5.1.4   Pertinence vraisemblable selon le régime de common law

[33] La « pertinence vraisemblable » selon le régime de common law établi dans l’arrêt O’Connor signifie qu’il existe « une possibilité raisonnable que les renseignements aient une valeur logiquement probante relativement à une question en litige ou à l’habilité à témoigner d’un témoin » (O’Connor, par. 22 (soulignement omis)).  Une « question en litige » comprend non seulement les questions pertinentes quant au déroulement des événements qui font l’objet du litige, mais également la « preuve concernant la crédibilité des témoins et la fiabilité des autres éléments de preuve présentés dans l’affaire » (O’Connor, par. 22).  À cette étape des procédures, la cour ne saurait exiger une démonstration de la manière précise dont les renseignements visés pourraient être utilisés au procès.  Imposer à l’accusé, qui n’a jamais vu les dossiers, un fardeau initial aussi strict le placerait dans une situation sans issue.

5.2      Deuxième étape : Mettre en balance les droits en jeu

[34] Si l’auteur de la demande réussit à démontrer la pertinence vraisemblable, le tiers détenteur du dossier peut se voir ordonner de produire les renseignements pour que la cour en fasse l’examen et décide s’ils devraient être communiqués à l’accusé.

[35] Dans O’Connor, notre Cour a dressé la liste suivante des facteurs à prendre en considération pour décider s’il y a lieu d’ordonner la communication à l’accusé (par. 31) :


. . . « (1)  la mesure dans laquelle ce dossier est nécessaire pour que l’accusé puisse présenter une défense pleine et entière; (2) la valeur probante du dossier en question; (3) la nature et la portée de l’attente raisonnable au respect du caractère privé de ce dossier; (4) la question de savoir si la production du dossier reposerait sur une croyance ou un préjugé discriminatoires » et « (5) le préjudice possible à la dignité, à la vie privée ou à la sécurité de la personne [du plaignant] que pourrait causer la production du dossier en question » . . . [Texte entre crochets dans l’original.]

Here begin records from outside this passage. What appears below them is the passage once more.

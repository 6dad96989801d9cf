//! Rotating log file writer with size-based rotation and backup retention.
//!
//! The writer plugs into `tracing-subscriber`'s fmt layer through
//! [`MakeWriter`]. Every formatted event lands in one file; once that file
//! exceeds its size threshold it is renamed with a timestamp suffix, a new
//! file is started, and backups beyond the retention limit are removed.

use std::fs::{self, File, OpenOptions};
use std::io::{self, Write};
use std::path::{Path, PathBuf};
use std::sync::{Mutex, MutexGuard};
use tracing_subscriber::fmt::MakeWriter;

/// Maximum file size before rotation (10 MB).
pub const MAX_FILE_SIZE_BYTES: u64 = 10 * 1024 * 1024;

/// Number of backup files to retain after rotation.
pub const MAX_BACKUP_FILES: usize = 3;

/// Thread-safe rotating file writer.
///
/// The file is opened lazily on the first write, so construction never
/// fails. A shared `Mutex` serializes writes from concurrent events.
///
/// # Rotation Strategy
///
/// 1. Check file size before each write
/// 2. If size exceeds the limit, rotate:
///    - Rename current file to `<name>.<timestamp_millis>`
///    - Open a new empty file
///    - Remove the oldest backups beyond the retention limit
pub struct RotatingFileWriter {
    /// Path to the primary log file.
    file_path: PathBuf,
    max_bytes: u64,
    max_backups: usize,
    /// Lazily-initialized file handle.
    file: Mutex<Option<File>>,
}

impl RotatingFileWriter {
    /// Creates a writer with the default 10 MB limit and 3 backups.
    #[must_use]
    pub const fn new(file_path: PathBuf) -> Self {
        Self::with_limits(file_path, MAX_FILE_SIZE_BYTES, MAX_BACKUP_FILES)
    }

    #[must_use]
    pub const fn with_limits(file_path: PathBuf, max_bytes: u64, max_backups: usize) -> Self {
        Self {
            file_path,
            max_bytes,
            max_backups,
            file: Mutex::new(None),
        }
    }

    #[must_use]
    pub fn path(&self) -> &Path {
        &self.file_path
    }

    /// Writes `buf` to the file, rotating first if the file is too large.
    ///
    /// # Errors
    ///
    /// May fail due to file system permissions, disk space exhaustion, or a
    /// poisoned lock.
    pub fn write_bytes(&self, buf: &[u8]) -> io::Result<usize> {
        let mut guard = self.lock()?;

        self.check_and_rotate(&mut guard)?;

        if guard.is_none() {
            let file = OpenOptions::new().create(true).append(true).open(&self.file_path)?;
            *guard = Some(file);
        }

        let file = guard
            .as_mut()
            .ok_or_else(|| io::Error::new(io::ErrorKind::Other, "no log file available"))?;
        file.write_all(buf)?;
        file.flush()?;
        Ok(buf.len())
    }

    fn lock(&self) -> io::Result<MutexGuard<'_, Option<File>>> {
        self.file
            .lock()
            .map_err(|e| io::Error::new(io::ErrorKind::Other, format!("mutex poisoned: {e}")))
    }

    fn check_and_rotate(&self, file: &mut Option<File>) -> io::Result<()> {
        if let Ok(metadata) = fs::metadata(&self.file_path) {
            if metadata.len() > self.max_bytes {
                *file = None;
                self.rotate_files()?;
            }
        }
        Ok(())
    }

    fn file_name(&self) -> io::Result<&str> {
        self.file_path
            .file_name()
            .and_then(|s| s.to_str())
            .ok_or_else(|| io::Error::new(io::ErrorKind::Other, "invalid log file name"))
    }

    fn rotate_files(&self) -> io::Result<()> {
        let timestamp = chrono::Utc::now().timestamp_millis();
        let backup_path = self.file_path.with_file_name(format!("{}.{timestamp}", self.file_name()?));

        if self.file_path.exists() {
            fs::rename(&self.file_path, &backup_path)?;
        }

        self.cleanup_old_backups()
    }

    /// Removes backups `<name>.<timestamp>` beyond the retention limit,
    /// keeping the newest.
    ///
    /// Individual deletion errors are ignored.
    fn cleanup_old_backups(&self) -> io::Result<()> {
        let parent_dir = match self.file_path.parent() {
            Some(dir) if !dir.as_os_str().is_empty() => dir,
            _ => Path::new("."),
        };
        let prefix = format!("{}.", self.file_name()?);

        let mut backups: Vec<(i64, PathBuf)> = fs::read_dir(parent_dir)?
            .filter_map(std::result::Result::ok)
            .map(|entry| entry.path())
            .filter_map(|path| {
                let stamp = path
                    .file_name()
                    .and_then(|name| name.to_str())
                    .and_then(|name| name.strip_prefix(&prefix))
                    .and_then(|suffix| suffix.parse::<i64>().ok())?;
                Some((stamp, path))
            })
            .collect();

        backups.sort();
        let excess = backups.len().saturating_sub(self.max_backups);
        for (_, old_backup) in backups.iter().take(excess) {
            let _ = fs::remove_file(old_backup);
        }

        Ok(())
    }
}

impl std::fmt::Debug for RotatingFileWriter {
    fn fmt(&self, f: &mut std::fmt::Formatter<'_>) -> std::fmt::Result {
        f.debug_struct("RotatingFileWriter")
            .field("file_path", &self.file_path)
            .field("max_bytes", &self.max_bytes)
            .field("max_backups", &self.max_backups)
            .finish_non_exhaustive()
    }
}

/// Per-event handle handed out by [`RotatingFileWriter`].
#[derive(Debug)]
pub struct RotatingHandle<'a> {
    writer: &'a RotatingFileWriter,
}

impl Write for RotatingHandle<'_> {
    fn write(&mut self, buf: &[u8]) -> io::Result<usize> {
        self.writer.write_bytes(buf)
    }

    fn flush(&mut self) -> io::Result<()> {
        Ok(())
    }
}

impl<'a> MakeWriter<'a> for RotatingFileWriter {
    type Writer = RotatingHandle<'a>;

    fn make_writer(&'a self) -> Self::Writer {
        RotatingHandle { writer: self }
    }
}

#[cfg(test)]
mod tests {
    use super::*;

    fn backups(dir: &Path) -> Vec<String> {
        let mut names: Vec<String> = fs::read_dir(dir)
            .unwrap()
            .filter_map(|e| e.ok()?.file_name().into_string().ok())
            .filter(|name| name.starts_with("viewer.log."))
            .collect();
        names.sort();
        names
    }

    #[test]
    fn writes_are_appended() {
        let dir = tempfile::tempdir().unwrap();
        let writer = RotatingFileWriter::new(dir.path().join("viewer.log"));

        writer.make_writer().write_all(b"first\n").unwrap();
        writer.make_writer().write_all(b"second\n").unwrap();

        assert_eq!(fs::read_to_string(writer.path()).unwrap(), "first\nsecond\n");
    }

    #[test]
    fn oversized_file_is_rotated() {
        let dir = tempfile::tempdir().unwrap();
        let writer = RotatingFileWriter::with_limits(dir.path().join("viewer.log"), 8, 3);

        writer.write_bytes(b"0123456789\n").unwrap();
        writer.write_bytes(b"next\n").unwrap();

        assert_eq!(fs::read_to_string(writer.path()).unwrap(), "next\n");
        assert_eq!(backups(dir.path()).len(), 1);
    }

    #[test]
    fn old_backups_are_pruned() {
        let dir = tempfile::tempdir().unwrap();
        for stamp in ["1000", "2000", "3000"] {
            fs::write(dir.path().join(format!("viewer.log.{stamp}")), "old").unwrap();
        }
        fs::write(dir.path().join("viewer.log.keep-me"), "unrelated").unwrap();

        let writer = RotatingFileWriter::with_limits(dir.path().join("viewer.log"), 2, 2);
        writer.write_bytes(b"full\n").unwrap();
        writer.write_bytes(b"x\n").unwrap();

        let remaining = backups(dir.path());
        assert_eq!(remaining.len(), 3);
        assert!(!remaining.contains(&"viewer.log.1000".to_string()));
        assert!(!remaining.contains(&"viewer.log.2000".to_string()));
        assert!(remaining.contains(&"viewer.log.3000".to_string()));
        assert!(remaining.contains(&"viewer.log.keep-me".to_string()));
    }
}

Les facteurs énoncés dans O’Connor ne doivent pas être appliqués de façon machinale.  Il ne faut pas oublier que cet arrêt portait sur la production des dossiers privés du plaignant dans le cadre de procédures relatives à une infraction d’ordre sexuel, un domaine de droit régi depuis par le régime de l’arrêtMills adopté par le législateur.  Certains des facteurs énumérés dans O’Connor, particulièrement les points 4 et 5 cités précédemment, ont de toute évidence été adaptés pour satisfaire aux exigences des procédures en matière d’agression sexuelle et ne sont donc vraisemblablement d’aucun secours dans d’autres contextes.  En fin de compte, à la deuxième étape du régime de common law, il faut mettre en balance les droits divergents en jeu dans les circonstances particulières de l’espèce.  Il est impossible de dresser une liste exhaustive pouvant convenir à toutes les situations. Je vais tout de même apporter quelques précisions sur le processus de mise en balance.

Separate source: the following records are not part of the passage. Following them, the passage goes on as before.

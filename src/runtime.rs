//! Page runtime: wires page state to a surface, a preference store and a
//! selection sink.
//!
//! [`Viewer`] is what a host embeds. It owns the [`Page`], translates each
//! [`Event`] through [`handle_event`], carries out the resulting
//! [`Action`]s and re-renders the surface when the handler asks for it.
//!
//! # Example
//!
//! ```
//! use databook_viewer::app::{LogSink, ViewKind};
//! use databook_viewer::storage::MemoryPreferenceStore;
//! use databook_viewer::{Config, Dataset, Event, MarkupDocument, Page, Viewer};
//!
//! let dataset = Dataset::from_json(r#"[{"Name": "Water"}, {"Name": "Ethanol"}]"#)?;
//! let page = Page::new(dataset, Vec::new(), &Config::default())?;
//! let mut viewer = Viewer::new(page, MarkupDocument::standard_page(), MemoryPreferenceStore::new(), LogSink);
//!
//! assert!(viewer.dispatch(&Event::search(ViewKind::Main, "eth")));
//! assert!(!viewer.surface().inner_html("dataTable").unwrap_or_default().contains("Water"));
//! # Ok::<(), databook_viewer::ViewerError>(())
//! ```

use crate::app::{handle_event, Action, Event, Overlay, Page, SelectionSink};
use crate::storage::{PreferenceStore, THEME_SLOT};
use crate::ui::{render_footer_year, render_page, ColorMode, Surface};
use chrono::Datelike;

/// A running data page.
#[derive(Debug)]
pub struct Viewer<S, P, K> {
    page: Page,
    surface: S,
    preferences: P,
    sink: K,
}

impl<S, P, K> Viewer<S, P, K>
where
    S: Surface,
    P: PreferenceStore,
    K: SelectionSink,
{
    /// Starts a page session.
    ///
    /// Restores the stored colour mode, writes the footer year and renders
    /// every projection once. A stored mode that cannot be read or parsed is
    /// logged and the page keeps its configured default.
    pub fn new(mut page: Page, surface: S, preferences: P, sink: K) -> Self {
        let _span = tracing::debug_span!("viewer_start").entered();

        match preferences.get(THEME_SLOT) {
            Ok(Some(stored)) => match stored.parse::<ColorMode>() {
                Ok(mode) => page.color_mode = mode,
                Err(e) => tracing::warn!(error = %e, "ignoring stored colour mode"),
            },
            Ok(None) => tracing::debug!("no stored colour mode"),
            Err(e) => tracing::warn!(error = %e, "failed to read colour mode preference"),
        }

        let mut viewer = Self {
            page,
            surface,
            preferences,
            sink,
        };

        let year = chrono::Local::now().year();
        if let Err(e) = render_footer_year(&viewer.page, &mut viewer.surface, year) {
            tracing::warn!(error = %e, "failed to write footer year");
        }
        viewer.render();

        tracing::debug!(
            rows = viewer.page.main.filtered_len(),
            cards = viewer.page.cards.len(),
            mode = %viewer.page.color_mode,
            "viewer started"
        );
        viewer
    }

    /// Processes one user interaction.
    ///
    /// Returns whether the surface was re-rendered. Errors are logged and the
    /// page keeps its previous state.
    pub fn dispatch(&mut self, event: &Event) -> bool {
        match handle_event(&mut self.page, event) {
            Ok((should_render, actions)) => {
                tracing::debug!(action_count = actions.len(), should_render, "event handled successfully");
                if should_render {
                    self.render();
                }
                for action in &actions {
                    self.execute_action(action);
                }
                should_render
            }
            Err(e) => {
                tracing::debug!(error = %e, "error handling event");
                false
            }
        }
    }

    /// Re-renders every projection from the current page state.
    pub fn render(&mut self) {
        if let Err(e) = render_page(&self.page, &mut self.surface) {
            tracing::warn!(error = %e, "render failed");
        }
    }

    fn execute_action(&mut self, action: &Action) {
        let _span = tracing::debug_span!("execute_action", action = ?action).entered();

        let result = match action {
            Action::CommitSelection { origin, record } => {
                self.sink.commit(*origin, record);
                Ok(())
            }
            Action::PersistTheme(mode) => self.preferences.set(THEME_SLOT, mode.as_str()),
            Action::ShowOverlay(overlay) => {
                let id = self.overlay_anchor(*overlay).to_string();
                self.surface.show_overlay(&id)
            }
            Action::HideOverlay(overlay) => {
                let id = self.overlay_anchor(*overlay).to_string();
                self.surface.hide_overlay(&id)
            }
            Action::ClearSearchInput(kind) => {
                let id = self.page.view(*kind).anchors.search_input.clone();
                if self.surface.has_anchor(&id) {
                    self.surface.set_value(&id, "")
                } else {
                    Ok(())
                }
            }
            Action::Alert(message) => {
                self.surface.alert(message);
                Ok(())
            }
        };

        if let Err(e) = result {
            tracing::warn!(error = %e, "action failed");
        }
    }

    fn overlay_anchor(&self, overlay: Overlay) -> &str {
        match overlay {
            Overlay::CardTable => &self.page.anchors.modal,
            Overlay::SearchResults => &self.page.anchors.search_modal,
        }
    }

    #[must_use]
    pub const fn page(&self) -> &Page {
        &self.page
    }

    #[must_use]
    pub const fn surface(&self) -> &S {
        &self.surface
    }

    pub fn surface_mut(&mut self) -> &mut S {
        &mut self.surface
    }

    #[must_use]
    pub const fn preferences(&self) -> &P {
        &self.preferences
    }

    /// Ends the session, handing back the surface, store and sink.
    pub fn into_parts(self) -> (S, P, K) {
        (self.surface, self.preferences, self.sink)
    }
}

5.2.1   Un point de départ utile : Évaluer la véritable pertinence


[36] Comme nous l’avons déjà vu, au moment où le tribunal s’engage dans la deuxième étape d’une audience de type O’Connor, la demande a été filtrée en fonction de la pertinence vraisemblable et le juge est convaincu qu’il est justifié, dans les circonstances, d’ordonner la production des renseignements pour que la cour en fasse l’examen.  Une fois que le tribunal est saisi des renseignements, la dernière question à trancher est celle de savoir si ces derniers devraient être communiqués à l’accusé.

 [40] D’une part, puisque l’accusé n’aura pas pris connaissance des renseignements dont il sollicite la production, l’examen par la cour pourrait révéler que la prétention de pertinence vraisemblable établie à la première étape de la demande de type O’Connor n’est simplement pas étayée.  Si la cour est convaincue que les renseignements sont manifestement sans pertinence, rien ne justifie d’ordonner de les communiquer à l’accusé, et la demande peut être rejetée sommairement.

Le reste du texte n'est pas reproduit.